Strangely enough, it appears to me that Microsoft has been taking a pretty low profile in all of this even though they have a very good solution (IMO).
So, which solution is right for you?
Ah, the million dollar question! Unfortunately, I can't answer that as there are so many different things that people might want. If for example you only want Netflix you might be happy with a Roku, PS3, Wii or Xbox. If you watch tons of Internet content and want a simple solution check out xTreamer, Boxee, Popcorn hour, etc. Or, if you are lucky, your latest TV/BluRay player might already have enough of what you need. If you are more adventuresome and "want it all" you might go for a Media PC as I have done.
Note that when I first thought about this article I was planning on listing the pros and cons of many of the Media Streaming boxes available today. I quickly realized that there are a couple of problems with this approach. First, I couldn't possibly do justice to even the major ones without making this article way too long to read (and write!). Second, things change so rapidly that it gets out of date too quickly.
Instead what I've focused on are the steps that I went through in choosing my solution and what I've learned in the process. I certainly have come to realize that there is a wide range of solutions available.

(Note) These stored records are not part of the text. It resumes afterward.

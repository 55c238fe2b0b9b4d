//! Repository handle bundle shared by the runner, stall detector and
//! schedulers.

use std::sync::Arc;

use serde_json::json;

use folio_core::traits::audit_best_effort;
use folio_core::{
    AuditEventKind, AuditRepository, BatchMetricsRepository, CheckpointRepository, ControlSignal,
    DeadLetterRepository, ProvenanceRepository, QuarantineRepository, Result,
};
use folio_db::Database;

/// Trait-object handles to every ingestion repository. Concrete
/// PostgreSQL repositories in production; in-memory implementations in
/// orchestration tests.
#[derive(Clone)]
pub struct StoreHandles {
    pub checkpoints: Arc<dyn CheckpointRepository>,
    pub batches: Arc<dyn BatchMetricsRepository>,
    pub dead_letters: Arc<dyn DeadLetterRepository>,
    pub quarantine: Arc<dyn QuarantineRepository>,
    pub provenance: Arc<dyn ProvenanceRepository>,
    pub audit: Arc<dyn AuditRepository>,
}

impl StoreHandles {
    /// Wrap a connected [`Database`]'s repositories.
    pub fn from_database(db: &Database) -> Self {
        Self {
            checkpoints: Arc::new(db.checkpoints.clone()),
            batches: Arc::new(db.batches.clone()),
            dead_letters: Arc::new(db.dead_letters.clone()),
            quarantine: Arc::new(db.quarantine.clone()),
            provenance: Arc::new(db.provenance.clone()),
            audit: Arc::new(db.audit.clone()),
        }
    }

    /// Admin control with an audit trail: pause, resume or stop a named
    /// job. `pause` takes effect at the job's next page boundary with
    /// the cursor preserved; `stop` clears the lease immediately.
    pub async fn set_job_control(
        &self,
        job_name: &str,
        signal: ControlSignal,
        actor: &str,
    ) -> Result<()> {
        self.checkpoints.set_control(job_name, signal).await?;
        audit_best_effort(
            self.audit.as_ref(),
            AuditEventKind::ControlChange,
            job_name,
            json!({"signal": signal.as_str(), "actor": actor}),
        )
        .await;
        Ok(())
    }
}
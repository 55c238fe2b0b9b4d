//! # folio-pipeline
//!
//! Ingestion pipeline orchestration and resilience engine for folio.
//!
//! This crate wires the persisted state in `folio-db` to the resilience
//! primitives in `folio-core`:
//! - [`IngestRunner`] executes one resumable invocation of a named job,
//!   gated per call by the job's circuit breaker and rate limiter, with
//!   per-record DLQ capture and quarantine/provenance merge policy
//! - [`StallDetector`] sweeps for silent batches and performs bounded
//!   self-healing of stale leases
//! - [`DlqRetryScheduler`] replays dead-lettered units of work
//! - [`RetentionSweeper`] enforces bounded telemetry lifetime
//!
//! ## Example
//!
//! ```ignore
//! use std::sync::Arc;
//! use folio_core::JobKind;
//! use folio_db::Database;
//! use folio_pipeline::{
//!     IngestRunner, JobSpec, PipelineRegistry, RunnerConfig, StoreHandles,
//! };
//!
//! let db = Database::connect("postgres://...").await?;
//! let registry = PipelineRegistry::builder()
//!     .register(JobSpec::new("pricing_sync_main", JobKind::PricingSync, pricing_adapter))
//!     .build();
//!
//! let runner = IngestRunner::new(
//!     StoreHandles::from_database(&db),
//!     entity_store,
//!     registry,
//!     RunnerConfig::from_env(),
//! );
//!
//! // Invoked by the scheduler; resumes from the persisted cursor.
//! let report = runner.run_job("pricing_sync_main").await?;
//! ```

pub mod dlq;
pub mod merge;
pub mod rate_limit;
pub mod registry;
pub mod retention;
pub mod runner;
pub mod stall;
pub mod stores;
pub mod testing;

// Re-export core types
pub use folio_core::*;

pub use dlq::{DlqConfig, DlqRetryScheduler, DlqSchedulerHandle, DlqSweepReport};
pub use merge::{ApplyOutcome, MergeConfig, MergePlan};
pub use rate_limit::{RateLimitConfig, RateLimiter};
pub use registry::{JobEntry, JobSpec, PipelineRegistry, PipelineRegistryBuilder};
pub use retention::{RetentionConfig, RetentionSweeper, RetentionSweeperHandle};
pub use runner::{IngestRunner, PipelineEvent, RunOutcome, RunReport, RunnerConfig};
pub use stall::{stall_threshold, StallConfig, StallDetector, StallDetectorHandle};
pub use stores::StoreHandles;
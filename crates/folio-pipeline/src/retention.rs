//! Scheduled retention sweeps.
//!
//! Walks every configured policy on a fixed interval and delegates the
//! transactional delete-and-prove to the retention repository. A failed
//! table never blocks the others.

use std::sync::Arc;
use std::time::Duration;

use tokio::sync::mpsc;
use tokio::time::sleep;
use tracing::{info, instrument, warn};

use folio_core::{defaults, Error, PurgeProof, Result, RetentionRepository};

/// Configuration for the retention sweeper.
#[derive(Debug, Clone)]
pub struct RetentionConfig {
    /// Interval between sweeps.
    pub sweep_interval: Duration,
    /// Operator name recorded on purge proofs.
    pub operator: String,
}

impl Default for RetentionConfig {
    fn default() -> Self {
        Self {
            sweep_interval: Duration::from_secs(defaults::RETENTION_SWEEP_INTERVAL_SECS),
            operator: "retention-sweeper".to_string(),
        }
    }
}

impl RetentionConfig {
    pub fn with_sweep_interval(mut self, interval: Duration) -> Self {
        self.sweep_interval = interval;
        self
    }

    pub fn with_operator(mut self, operator: impl Into<String>) -> Self {
        self.operator = operator.into();
        self
    }
}

/// Handle for controlling a running retention sweeper.
pub struct RetentionSweeperHandle {
    shutdown_tx: mpsc::Sender<()>,
}

impl RetentionSweeperHandle {
    /// Signal the sweeper to shut down gracefully.
    pub async fn shutdown(&self) -> Result<()> {
        self.shutdown_tx
            .send(())
            .await
            .map_err(|_| Error::Internal("Failed to send shutdown signal".into()))
    }
}

/// Periodic retention enforcement across all configured policies.
pub struct RetentionSweeper {
    retention: Arc<dyn RetentionRepository>,
    config: RetentionConfig,
}

impl RetentionSweeper {
    /// Create a new sweeper.
    pub fn new(retention: Arc<dyn RetentionRepository>, config: RetentionConfig) -> Self {
        Self { retention, config }
    }

    /// Start the sweep loop and return a handle for control.
    pub fn start(self) -> RetentionSweeperHandle {
        let (shutdown_tx, mut shutdown_rx) = mpsc::channel(1);
        let interval = self.config.sweep_interval;

        tokio::spawn(async move {
            info!(
                subsystem = "retention",
                sweep_interval_secs = interval.as_secs(),
                "Retention sweeper started"
            );
            loop {
                tokio::select! {
                    _ = shutdown_rx.recv() => {
                        info!(subsystem = "retention", "Retention sweeper stopped");
                        break;
                    }
                    _ = sleep(interval) => {
                        if let Err(e) = self.sweep().await {
                            warn!(subsystem = "retention", error = %e, "sweep failed");
                        }
                    }
                }
            }
        });

        RetentionSweeperHandle { shutdown_tx }
    }

    /// Run one sweep over every policy, returning the proofs written.
    /// Public so operators and tests can trigger it directly.
    #[instrument(skip(self), fields(subsystem = "retention", component = "sweeper"))]
    pub async fn sweep(&self) -> Result<Vec<PurgeProof>> {
        let mut proofs = Vec::new();

        for policy in self.retention.policies().await? {
            match self
                .retention
                .purge(&policy.table_name, &self.config.operator)
                .await
            {
                Ok(Some(proof)) => {
                    info!(
                        db_table = %proof.table_name,
                        records_purged = proof.records_purged,
                        "retention purge"
                    );
                    proofs.push(proof);
                }
                Ok(None) => {}
                Err(e) => {
                    warn!(db_table = %policy.table_name, error = %e, "purge failed");
                }
            }
        }

        Ok(proofs)
    }
}
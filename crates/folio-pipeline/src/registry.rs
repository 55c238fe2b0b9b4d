//! Process-scoped pipeline registry.
//!
//! One registry object is constructed at startup and passed by reference
//! to every runner, detector and scheduler; there are no module-level
//! registries or import-time side effects. Each entry wires a job name
//! to its source adapter, breaker tuning and rate limiter. The limiter
//! lives here so every path that talks to a source — page loop and DLQ
//! replay alike — shares the same bucket.

use std::collections::HashMap;
use std::sync::Arc;

use tracing::debug;

use folio_core::{BreakerConfig, JobKind, SourceAdapter};

use crate::rate_limit::{RateLimitConfig, RateLimiter};

/// Static definition of one ingestion job.
#[derive(Clone)]
pub struct JobSpec {
    pub job_name: String,
    pub kind: JobKind,
    pub adapter: Arc<dyn SourceAdapter>,
    pub breaker: BreakerConfig,
    pub rate_limit: RateLimitConfig,
    /// Retry budget for dead letters captured by this job.
    pub dlq_max_retries: i32,
}

impl JobSpec {
    pub fn new(
        job_name: impl Into<String>,
        kind: JobKind,
        adapter: Arc<dyn SourceAdapter>,
    ) -> Self {
        Self {
            job_name: job_name.into(),
            kind,
            adapter,
            breaker: BreakerConfig::default(),
            rate_limit: RateLimitConfig::default(),
            dlq_max_retries: folio_core::defaults::DLQ_MAX_RETRIES,
        }
    }

    pub fn with_breaker(mut self, breaker: BreakerConfig) -> Self {
        self.breaker = breaker;
        self
    }

    pub fn with_rate_limit(mut self, rate_limit: RateLimitConfig) -> Self {
        self.rate_limit = rate_limit;
        self
    }

    pub fn with_dlq_max_retries(mut self, max_retries: i32) -> Self {
        self.dlq_max_retries = max_retries.max(0);
        self
    }
}

/// A registered job with its live rate limiter.
pub struct JobEntry {
    pub spec: JobSpec,
    pub limiter: RateLimiter,
}

/// Registry of all jobs this process orchestrates.
pub struct PipelineRegistry {
    jobs: HashMap<String, Arc<JobEntry>>,
}

impl PipelineRegistry {
    pub fn builder() -> PipelineRegistryBuilder {
        PipelineRegistryBuilder { specs: Vec::new() }
    }

    /// Look up a job by name.
    pub fn get(&self, job_name: &str) -> Option<Arc<JobEntry>> {
        self.jobs.get(job_name).cloned()
    }

    /// First registered job of a pipeline kind (DLQ replay and the stall
    /// detector resolve batches through this).
    pub fn job_for_kind(&self, kind: JobKind) -> Option<Arc<JobEntry>> {
        let mut names: Vec<&String> = self.jobs.keys().collect();
        names.sort();
        names
            .into_iter()
            .map(|name| &self.jobs[name])
            .find(|entry| entry.spec.kind == kind)
            .cloned()
    }

    /// All registered job names, sorted.
    pub fn job_names(&self) -> Vec<String> {
        let mut names: Vec<String> = self.jobs.keys().cloned().collect();
        names.sort();
        names
    }

    /// All registered entries.
    pub fn entries(&self) -> Vec<Arc<JobEntry>> {
        self.job_names()
            .into_iter()
            .filter_map(|name| self.jobs.get(&name).cloned())
            .collect()
    }
}

/// Builder collecting job specs before the registry is frozen.
pub struct PipelineRegistryBuilder {
    specs: Vec<JobSpec>,
}

impl PipelineRegistryBuilder {
    /// Register a job. A later spec with the same name replaces the
    /// earlier one.
    pub fn register(mut self, spec: JobSpec) -> Self {
        self.specs.push(spec);
        self
    }

    /// Freeze the registry, constructing one rate limiter per job.
    pub fn build(self) -> Arc<PipelineRegistry> {
        let mut jobs = HashMap::new();
        for spec in self.specs {
            debug!(
                job_name = %spec.job_name,
                kind = spec.kind.as_str(),
                "Registered ingestion job"
            );
            let limiter = RateLimiter::new(spec.rate_limit.clone());
            jobs.insert(spec.job_name.clone(), Arc::new(JobEntry { spec, limiter }));
        }
        Arc::new(PipelineRegistry { jobs })
    }
}

#[cfg(test)]
mod tests {
    use super::*;
    use crate::testing::StaticSourceAdapter;

    fn adapter() -> Arc<dyn SourceAdapter> {
        Arc::new(StaticSourceAdapter::new("test-source", 0.9, vec![]))
    }

    #[test]
    fn test_register_and_get() {
        let registry = PipelineRegistry::builder()
            .register(JobSpec::new("pricing_sync_main", JobKind::PricingSync, adapter()))
            .register(JobSpec::new("lore_sync_main", JobKind::LoreSync, adapter()))
            .build();

        assert!(registry.get("pricing_sync_main").is_some());
        assert!(registry.get("lore_sync_main").is_some());
        assert!(registry.get("unknown").is_none());
        assert_eq!(
            registry.job_names(),
            vec!["lore_sync_main".to_string(), "pricing_sync_main".to_string()]
        );
    }

    #[test]
    fn test_job_for_kind() {
        let registry = PipelineRegistry::builder()
            .register(JobSpec::new("biblio_import_main", JobKind::BiblioImport, adapter()))
            .build();

        let entry = registry.job_for_kind(JobKind::BiblioImport).unwrap();
        assert_eq!(entry.spec.job_name, "biblio_import_main");
        assert!(registry.job_for_kind(JobKind::PricingSync).is_none());
    }

    #[test]
    fn test_duplicate_name_replaces() {
        let registry = PipelineRegistry::builder()
            .register(
                JobSpec::new("pricing_sync_main", JobKind::PricingSync, adapter())
                    .with_dlq_max_retries(1),
            )
            .register(
                JobSpec::new("pricing_sync_main", JobKind::PricingSync, adapter())
                    .with_dlq_max_retries(7),
            )
            .build();

        let entry = registry.get("pricing_sync_main").unwrap();
        assert_eq!(entry.spec.dlq_max_retries, 7);
        assert_eq!(registry.entries().len(), 1);
    }
}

It is all too easy to get overwhelmed and decide that this is just too complicated. In a way you are right, but some of this confusion is what makes cutting the cord viable. Pick a solution, try it, and I think you'll be surprised how easy it is to live without pay TV.
I'll devote future articles to specific solutions (like Google TV), to give them the full attention that they deserve. In the meantime, there is no shortage of devices to help you cut the cord and enjoy the savings!